- What the task requires -
Word for word, repeat each of the records below.

(Listed records Opens)

/// Token cleaning: strips script syntax decoration from a raw token.

const LEADING_DECORATION: &[char] = &['(', '[', '/'];
const TRAILING_DECORATION: &[char] = &[')', ']'];
const TRAILING_WHITESPACE: &[char] = &[' ', '\r'];

/// Recover the semantic payload of a raw token.
///
/// Strips, in order: leading spaces, one leading `(`, `[` or `/`, trailing
/// spaces and carriage returns, one trailing `)` or `]`. Each step only
/// applies when the character is actually present, so a clean token comes
/// back unchanged. Only one layer of decoration is removed: `([3])`
/// cleans to `[3]`, which the branch grammar relies on.
pub fn clean(token: &str) -> &str {
    let mut s = token.trim_start_matches(' ');
    if let Some(rest) = s.strip_prefix(LEADING_DECORATION) {
        s = rest;
    }
    s = s.trim_end_matches(TRAILING_WHITESPACE);
    if let Some(rest) = s.strip_suffix(TRAILING_DECORATION) {
        s = rest;
    }
    s
}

(Listed records Closes)

- Solution -
/// Token cleaning: strips script syntax decoration from a raw token.

const LEADING_DECORATION: &[char] = &['(', '[', '/'];
const TRAILING_DECORATION: &[char] = &[')', ']'];
const TRAILING_WHITESPACE: &[char] = &[' ', '\r'];

/// Recover the semantic payload of a raw token.
///
/// Strips, in order: leading spaces, one leading `(`, `[` or `/`, trailing
/// spaces and carriage returns, one trailing `)` or `]`. Each step only
/// applies when the character is actually present, so a clean token comes
/// back unchanged. Only one layer of decoration is removed: `([3])`
/// cleans to `[3]`, which the branch grammar relies on.
pub fn clean(token: &str) -> &str {
    let mut s = token.trim_start_matches(' ');
    if let Some(rest) = s.strip_prefix(LEADING_DECORATION) {
        s = rest;
    }
    s = s.trim_end_matches(TRAILING_WHITESPACE);
    if let Some(rest) = s.strip_suffix(TRAILING_DECORATION) {
        s = rest;
    }
    s
}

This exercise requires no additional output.